TextBox lets the user enter strings. In practice, however, these strings often represent integers, currency amounts, percentages – and that’s just the numeric objects that the end-user may enter. One might also enter email addresses, hyperlinks, street addresses (or parts thereof), ISBN numbers, phone numbers, passwords, … the list goes on.
Ideally, the user should get immediate feedback when he violates the object’s syntax rules – and any other per-entry rules (minimum/maximum values, etc.). Immediate feedback means “perform the check in the browser, if at all possible.” (TextBox has all the event-handlers needed to trigger such checks.)

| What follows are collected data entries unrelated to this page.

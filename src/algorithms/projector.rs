//! World-to-viewport projection
//!
//! Every overlay primitive is positioned by pushing a world point through
//! the frame's view and projection matrices, dividing by `w`, and mapping
//! normalized device coordinates onto the pixel grid. Camera pose changes
//! continuously, so projections are recomputed for every frame and never
//! cached.

use crate::core::{ScreenPoint, Viewport, CLIP_W_EPSILON};
use crate::session::TrackingFrame;
use nalgebra::{Matrix4, Point3, Vector4};

/// View and projection matrices captured from a single tracking frame
#[derive(Debug, Clone, Copy, PartialEq)]
pub struct CameraMatrices {
    pub view: Matrix4<f64>,
    pub projection: Matrix4<f64>,
}

impl CameraMatrices {
    pub fn new(view: Matrix4<f64>, projection: Matrix4<f64>) -> Self {
        Self { view, projection }
    }

    /// Read both matrices from a frame using the given clip planes
    pub fn from_frame<F: TrackingFrame + ?Sized>(frame: &F, near: f64, far: f64) -> Self {
        Self {
            view: frame.view_matrix(),
            projection: frame.projection_matrix(near, far),
        }
    }

    /// Transform a world point into homogeneous clip space
    pub fn to_clip(&self, world: &Point3<f64>) -> Vector4<f64> {
        self.projection * (self.view * world.to_homogeneous())
    }
}

/// Maps world coordinates to viewport pixels
pub struct Projector;

impl Projector {
    /// Project `world` onto the viewport.
    ///
    /// Returns `None` when the point is not visible: `w` is (near) zero,
    /// the point is behind the camera (`w < 0`), it lies beyond the clip
    /// range (`z > w`), or the arithmetic produced a non-finite value.
    /// Points inside the depth range but outside the screen edges are
    /// returned as-is; clipping is the renderer's job.
    pub fn project(
        matrices: &CameraMatrices,
        world: &Point3<f64>,
        viewport: Viewport,
    ) -> Option<ScreenPoint> {
        if viewport.is_empty() {
            return None;
        }

        let clip = matrices.to_clip(world);
        let (x, y, z, w) = (clip.x, clip.y, clip.z, clip.w);

        if !(x.is_finite() && y.is_finite() && z.is_finite() && w.is_finite()) {
            return None;
        }
        if w.abs() < CLIP_W_EPSILON || w < 0.0 || z > w {
            return None;
        }

        let ndc_x = x / w;
        let ndc_y = y / w;

        let width = viewport.width as f64;
        let height = viewport.height as f64;
        // NDC is Y-up, the surface is Y-down
        let screen_x = (ndc_x * 0.5 + 0.5) * width;
        let screen_y = (1.0 - (ndc_y * 0.5 + 0.5)) * height;

        Some(ScreenPoint::new(screen_x, screen_y))
    }

    /// Project straight from a frame, reading its matrices first
    pub fn project_frame<F: TrackingFrame + ?Sized>(
        frame: &F,
        near: f64,
        far: f64,
        world: &Point3<f64>,
        viewport: Viewport,
    ) -> Option<ScreenPoint> {
        Self::project(&CameraMatrices::from_frame(frame, near, far), world, viewport)
    }
}
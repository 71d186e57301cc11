//! UI-facing surface of the engine
//!
//! Display formatting plus the command, outcome and status types a host
//! UI exchanges with [`MeasurementEngine`](crate::MeasurementEngine).

pub mod formatting;
pub mod types;

pub use crate::measurement::calibration::CalibrationStep;
pub use formatting::{UnitFormatter, UnitSystem};
pub use types::{CommandOutcome, ConfirmOutcome, EngineCommand, EngineStatus, IgnoreReason};
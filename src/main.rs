use std::error::Error;
use std::path::PathBuf;

use ar_ruler::session::{MockSession, Scenario, StepReport};
use ar_ruler::utils::logger::{init_with_level, level_from_verbosity};
use ar_ruler::{ConfigurationManager, MeasurementEngine};
use clap::Parser;

/// Replay a scripted AR session through the measurement engine.
#[derive(Debug, Parser)]
#[command(author, version, about = "Replay an AR ruler scenario against the mock session")]
struct Args {
    /// Scenario JSON file
    scenario: PathBuf,

    /// Engine configuration JSON. Defaults are used if omitted.
    #[arg(long)]
    config: Option<PathBuf>,

    /// Calibration scale restored before the first step
    #[arg(long)]
    scale: Option<f64>,

    /// Print only the final step
    #[arg(long)]
    last: bool,

    /// Increase log verbosity (-v info, -vv debug, -vvv trace)
    #[arg(short, long, action = clap::ArgAction::Count)]
    verbose: u8,
}

fn replay(args: &Args) -> Result<Vec<StepReport>, Box<dyn Error>> {
    let config = match &args.config {
        Some(path) => ConfigurationManager::from_file(path)?.config().clone(),
        None => Default::default(),
    };
    let scenario = Scenario::load(&args.scenario)?;

    let mut engine = MeasurementEngine::new(config)?;
    if let Some(scale) = args.scale {
        engine.restore_scale(scale);
    }
    let mut session = MockSession::new();

    let reports = scenario.replay(&mut engine, &mut session);
    log::info!(
        "{} steps replayed, {} anchors still live",
        reports.len(),
        session.live_anchor_count()
    );
    Ok(reports)
}

fn main() {
    if let Err(err) = try_main() {
        eprintln!("error: {err}");
        std::process::exit(1);
    }
}

fn try_main() -> Result<(), Box<dyn Error>> {
    let args = Args::parse();
    init_with_level(level_from_verbosity(args.verbose))?;

    let reports = replay(&args)?;
    let shown = if args.last {
        reports.last().into_iter().collect::<Vec<_>>()
    } else {
        reports.iter().collect()
    };
    for report in shown {
        println!("{}", serde_json::to_string(report)?);
    }
    Ok(())
}
//! Crate-level error type

use crate::session::SessionError;
use crate::utils::config::ConfigError;
use std::path::PathBuf;

/// Errors surfaced to callers of the engine and its tooling.
///
/// Transient per-frame conditions (no hit, no frame yet, a point that
/// cannot be projected) are not errors and never appear here.
#[derive(thiserror::Error, Debug)]
pub enum EngineError {
    /// Calibration reference length must be finite and positive
    #[error("invalid reference length {0} m: must be finite and positive")]
    InvalidReferenceLength(f64),
    #[error(transparent)]
    Session(#[from] SessionError),
    #[error(transparent)]
    Config(#[from] ConfigError),
    #[error("failed to read scenario '{path}': {source}")]
    ScenarioIo {
        path: PathBuf,
        #[source]
        source: std::io::Error,
    },
    #[error("invalid scenario: {0}")]
    ScenarioFormat(#[from] serde_json::Error),
}

/// Result type for engine operations
pub type EngineResult<T> = Result<T, EngineError>;
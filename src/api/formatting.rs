//! Distance formatting for on-screen labels
//!
//! This is presentation only: fixed decimal places, no locale handling.
//! Consumers needing the numeric value should read
//! `raw_distance_m * scale` directly.

use crate::core::{INCHES_PER_FOOT, METERS_PER_INCH};
use serde::{Deserialize, Serialize};

/// Display unit system
#[derive(Debug, Clone, Copy, PartialEq, Eq, Default, Serialize, Deserialize)]
#[serde(rename_all = "snake_case")]
pub enum UnitSystem {
    #[default]
    Metric,
    Imperial,
}

impl UnitSystem {
    /// The other unit system
    pub fn toggled(self) -> Self {
        match self {
            UnitSystem::Metric => UnitSystem::Imperial,
            UnitSystem::Imperial => UnitSystem::Metric,
        }
    }
}

/// Converts metric distances into label strings
pub struct UnitFormatter;

impl UnitFormatter {
    /// Format `meters` in the requested unit system.
    ///
    /// Metric: `"1.23 m"` at or above one meter, otherwise `"45.6 cm"`.
    /// Imperial: `"3'3.4\""` from one foot upwards, otherwise `"7.9\""`.
    /// Non-finite input renders as `"--"`.
    pub fn format(meters: f64, unit: UnitSystem) -> String {
        if !meters.is_finite() {
            return "--".to_string();
        }

        match unit {
            UnitSystem::Metric => Self::format_metric(meters),
            UnitSystem::Imperial => Self::format_imperial(meters),
        }
    }

    fn format_metric(meters: f64) -> String {
        let sign = if meters < 0.0 { "-" } else { "" };
        let meters = meters.abs();
        if meters >= 1.0 {
            format!("{}{:.2} m", sign, meters)
        } else {
            format!("{}{:.1} cm", sign, meters * 100.0)
        }
    }

    fn format_imperial(meters: f64) -> String {
        let sign = if meters < 0.0 { "-" } else { "" };
        let total_inches = meters.abs() / METERS_PER_INCH;

        // Below one whole foot the label stays in inches, even when
        // rounding reaches 12.0.
        if (total_inches / INCHES_PER_FOOT).floor() < 1.0 {
            return format!("{}{:.1}\"", sign, total_inches);
        }

        // Whole tenths, so 1'11.96" carries into 2'0.0"
        let tenths = (total_inches * 10.0).round() as i64;
        let tenths_per_foot = (INCHES_PER_FOOT * 10.0) as i64;
        let feet = tenths / tenths_per_foot;
        let rem = tenths % tenths_per_foot;
        format!("{}{}'{}.{}\"", sign, feet, rem / 10, rem % 10)
    }
}

#[cfg(test)]
mod tests {
    use super::*;

    #[test]
    fn test_metric_centimeters_below_one_meter() {
        assert_eq!(UnitFormatter::format(0.999, UnitSystem::Metric), "99.9 cm");
        assert_eq!(UnitFormatter::format(0.0856, UnitSystem::Metric), "8.6 cm");
        assert_eq!(UnitFormatter::format(0.0, UnitSystem::Metric), "0.0 cm");
    }

    #[test]
    fn test_metric_meters_from_one_meter() {
        assert_eq!(UnitFormatter::format(1.0, UnitSystem::Metric), "1.00 m");
        assert_eq!(UnitFormatter::format(2.347, UnitSystem::Metric), "2.35 m");
    }

    #[test]
    fn test_imperial_feet_and_inches() {
        // 1 m = 39.37 in = 3 ft 3.4 in
        assert_eq!(UnitFormatter::format(1.0, UnitSystem::Imperial), "3'3.4\"");
        assert_eq!(UnitFormatter::format(0.3048, UnitSystem::Imperial), "1'0.0\"");
    }

    #[test]
    fn test_imperial_inches_only() {
        assert_eq!(UnitFormatter::format(0.2, UnitSystem::Imperial), "7.9\"");
        assert_eq!(UnitFormatter::format(0.0254, UnitSystem::Imperial), "1.0\"");
    }

    #[test]
    fn test_imperial_rounding_carries_into_feet() {
        // 23.96 in rounds to 24.0 in
        let meters = 23.96 * METERS_PER_INCH;
        assert_eq!(UnitFormatter::format(meters, UnitSystem::Imperial), "2'0.0\"");
        let meters = 12.96 * METERS_PER_INCH;
        assert_eq!(UnitFormatter::format(meters, UnitSystem::Imperial), "1'1.0\"");
    }

    #[test]
    fn test_imperial_under_a_foot_stays_in_inches() {
        // rounds to 12.0 but is still less than one whole foot
        let meters = 11.97 * METERS_PER_INCH;
        assert_eq!(UnitFormatter::format(meters, UnitSystem::Imperial), "12.0\"");
        let meters = 11.5 * METERS_PER_INCH;
        assert_eq!(UnitFormatter::format(meters, UnitSystem::Imperial), "11.5\"");
    }

    #[test]
    fn test_negative_distances_keep_their_magnitude() {
        assert_eq!(UnitFormatter::format(-1.0, UnitSystem::Imperial), "-3'3.4\"");
        assert_eq!(UnitFormatter::format(-0.2, UnitSystem::Imperial), "-7.9\"");
        assert_eq!(UnitFormatter::format(-2.347, UnitSystem::Metric), "-2.35 m");
        assert_eq!(UnitFormatter::format(-0.5, UnitSystem::Metric), "-50.0 cm");
    }

    #[test]
    fn test_non_finite() {
        assert_eq!(UnitFormatter::format(f64::NAN, UnitSystem::Metric), "--");
        assert_eq!(UnitFormatter::format(f64::INFINITY, UnitSystem::Imperial), "--");
    }

    #[test]
    fn test_toggle() {
        assert_eq!(UnitSystem::Metric.toggled(), UnitSystem::Imperial);
        assert_eq!(UnitSystem::Imperial.toggled().toggled(), UnitSystem::Imperial);
    }
}
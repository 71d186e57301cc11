//! Stderr logger for the replay tool and host integrations.
//!
//! Lines look like `[  0.123s  INFO ar_ruler::measurement] message`.

use std::io::Write;
use std::sync::OnceLock;
use std::time::Instant;

use log::{LevelFilter, Log, Metadata, Record};

struct StderrLogger {
    level: LevelFilter,
    started: Instant,
}

impl Log for StderrLogger {
    fn enabled(&self, metadata: &Metadata) -> bool {
        metadata.level() <= self.level
    }

    fn log(&self, record: &Record) {
        if !self.enabled(record.metadata()) {
            return;
        }

        let elapsed = self.started.elapsed().as_secs_f64();
        let mut stderr = std::io::stderr().lock();
        let _ = writeln!(
            stderr,
            "[{:7.3}s {:>5} {}] {}",
            elapsed,
            record.level(),
            record.target(),
            record.args()
        );
    }

    fn flush(&self) {
        let _ = std::io::stderr().flush();
    }
}

static LOGGER: OnceLock<StderrLogger> = OnceLock::new();

/// Install the logger. Later calls are no-ops.
pub fn init_with_level(level: LevelFilter) -> Result<(), log::SetLoggerError> {
    if LOGGER.get().is_none() {
        let logger = LOGGER.get_or_init(|| StderrLogger {
            level,
            started: Instant::now(),
        });
        log::set_logger(logger)?;
        log::set_max_level(level);
    }
    Ok(())
}

/// Map a `-v` count onto a level: warnings by default, then info, debug, trace
pub fn level_from_verbosity(verbosity: u8) -> LevelFilter {
    match verbosity {
        0 => LevelFilter::Warn,
        1 => LevelFilter::Info,
        2 => LevelFilter::Debug,
        _ => LevelFilter::Trace,
    }
}
//! Session error types

use crate::session::AnchorId;

/// Failures reported across the tracking session boundary
#[derive(thiserror::Error, Debug, Clone, PartialEq)]
pub enum SessionError {
    /// The camera is not tracking, so no anchor can be placed
    #[error("camera is not tracking")]
    NotTracking,
    /// The session refuses to hold more anchors
    #[error("anchor limit of {limit} reached")]
    AnchorLimitReached { limit: usize },
    /// The anchor was never created or has already been detached
    #[error("unknown {0}")]
    UnknownAnchor(AnchorId),
    /// Anything else the underlying AR runtime reports
    #[error("session backend error: {0}")]
    Backend(String),
}

impl SessionError {
    /// Whether retrying on a later frame may succeed
    pub fn is_transient(&self) -> bool {
        matches!(self, SessionError::NotTracking | SessionError::Backend(_))
    }
}

/// Result type for session operations
pub type SessionResult<T> = Result<T, SessionError>;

But of course, we must also execute the same check on the server side, since the browser-side can’t be trusted. And to ensure that it really is the same check, we should be executing the same Python code in both places.
At the moment, this is more difficult than it looks. Step one is usually to validate syntax. Accordingly, a first step is usually to import re
, Python’s regular expression module, and have it compile some standard syntax-checkers (to ensure consistency across many entry fields). Once a value’s syntax is “known good”, then we may convert the string to additional formats, if needed, for further testing (e.g., min/max).
Unfortunately, re.compile()
does not seem to be recognized browser-side. This probably eliminates any possible reliance on PyPi’s many validation modules. But from what I’ve seen so far, they’re not aimed at testing individual strings, anyway.
So, what validation tools (Python modules, functions, classes, etc.) currently are available, that work on Anvil’s browser-side and server-side?